Screening Key Differentially Expressed Genes in Kawasaki Disease via Integrated Analysis

Background: The current study was done to identify key genes associated with Kawasaki disease (KD). Methods: Three datasets were collected from Gene Expression Omnibus (GEO) database. Then, differentially expressed genes (DEGs) analysis, gene ontology (GO) annotation, and Kyoto Encyclopedia of Genes and Genomes (KEGG) pathway enrichment were performed.
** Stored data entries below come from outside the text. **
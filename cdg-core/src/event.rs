use alloc::{string::String, vec::Vec};
use core::time::Duration;

/// Which part of the frame buffer goes into [`Event::Frame`].
#[derive(Clone, Copy, Debug, Default, PartialEq, Eq)]
#[cfg_attr(
    feature = "serde",
    derive(serde::Serialize, serde::Deserialize),
    serde(rename_all = "lowercase")
)]
pub enum FrameMode {
    /// 300x216, border included
    Full,
    /// 288x192, border cropped and shifted by the scroll offsets
    #[default]
    Visible,
}

/// Snapshot of the screen, RGBA8, row-major.
#[derive(Clone, Debug, PartialEq, Eq)]
#[cfg_attr(feature = "serde", derive(serde::Serialize, serde::Deserialize))]
pub struct Frame {
    pub height: u32,
    pub rgba: Vec<u8>,
    #[cfg_attr(feature = "serde", serde(rename = "timestamp_ms", with = "duration_ms"))]
    pub timestamp: Duration,
    pub width: u32,
}

/// Metadata the host attaches to a song when loading it.
#[derive(Clone, Debug, Default, PartialEq, Eq)]
#[cfg_attr(feature = "serde", derive(serde::Serialize, serde::Deserialize))]
pub struct SongInfo {
    pub audio_path: String,
    pub singer_name: String,
    pub song_id: Option<i64>,
    pub title: String,
}

/// Read-only view of the player handed to consumers.
#[derive(Clone, Debug, Default, PartialEq, Eq)]
#[cfg_attr(feature = "serde", derive(serde::Serialize, serde::Deserialize))]
pub struct PlayerState {
    pub audio_path: String,
    #[cfg_attr(
        feature = "serde",
        serde(rename = "current_time_ms", with = "duration_ms")
    )]
    pub current_time: Duration,
    #[cfg_attr(feature = "serde", serde(rename = "duration_ms", with = "duration_ms"))]
    pub duration: Duration,
    pub paused: bool,
    pub playing: bool,
    pub singer_name: String,
    pub song_id: Option<i64>,
    pub title: String,
}

#[non_exhaustive]
#[derive(Clone, Debug, PartialEq, Eq)]
#[cfg_attr(
    feature = "serde",
    derive(serde::Serialize, serde::Deserialize),
    serde(tag = "event", content = "data", rename_all = "snake_case")
)]
pub enum Event {
    End(PlayerState),
    Frame(Frame),
    Loaded(PlayerState),
    Pause(PlayerState),
    Play(PlayerState),
    /// Coarse position update, emitted every progress interval
    Progress(PlayerState),
    Seek(PlayerState),
    Stop(PlayerState),
}

impl Event {
    /// The player state carried by the event, if any.
    #[must_use]
    #[inline]
    pub const fn state(&self) -> Option<&PlayerState> {
        match self {
            Self::Frame(_) => None,
            Self::End(state)
            | Self::Loaded(state)
            | Self::Pause(state)
            | Self::Play(state)
            | Self::Progress(state)
            | Self::Seek(state)
            | Self::Stop(state) => Some(state),
        }
    }
}

/// Receives player events in emission order.
///
/// Implementations should return quickly, they run while the player is
/// borrowed.
pub trait Observer {
    fn notify(&mut self, event: Event);

    /// Frames are costly to build, observers that ignore them can opt out.
    #[inline]
    fn wants_frames(&self) -> bool {
        true
    }
}

impl Observer for () {
    #[inline]
    fn notify(&mut self, _event: Event) {}

    #[inline]
    fn wants_frames(&self) -> bool {
        false
    }
}

impl Observer for Vec<Event> {
    #[inline]
    fn notify(&mut self, event: Event) {
        self.push(event);
    }
}

#[cfg(feature = "serde")]
mod duration_ms {
    use core::time::Duration;
    use serde::{Deserialize as _, Deserializer, Serializer};

    pub fn serialize<S: Serializer>(duration: &Duration, serializer: S) -> Result<S::Ok, S::Error> {
        serializer.serialize_u64(u64::try_from(duration.as_millis()).unwrap_or(u64::MAX))
    }

    pub fn deserialize<'de, D: Deserializer<'de>>(deserializer: D) -> Result<Duration, D::Error> {
        u64::deserialize(deserializer).map(Duration::from_millis)
    }
}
Quantitative real-time polymerase chain reaction (qRT-PCR) was used to determine the expression levels of DEGs in KD. Receiver operating characteristic (ROC) analysis was performed to assess the diagnostic value of DEGs. Results: In total, 2923 DEGs (1239 up- and 1684 down-regulated genes) were detected in KD. Ribosome, Leishmaniasis, and Tuberculosis significantly enriched KEGG pathways of DEGs. Six DEGs, including ADM, S100A12, ZNF438, MYD88, FCGR2A, and FCGR3B, were selected for qRT-PCR validation. Except for MYD88, the qRT-PCR results displayed similar expression patterns with that in our integrated analysis. ROC analysis revealed the diagnostic value of the six DEGs. Conclusions: Our study was expected to provide clues toward understanding the pathophysiology of KD inflammation.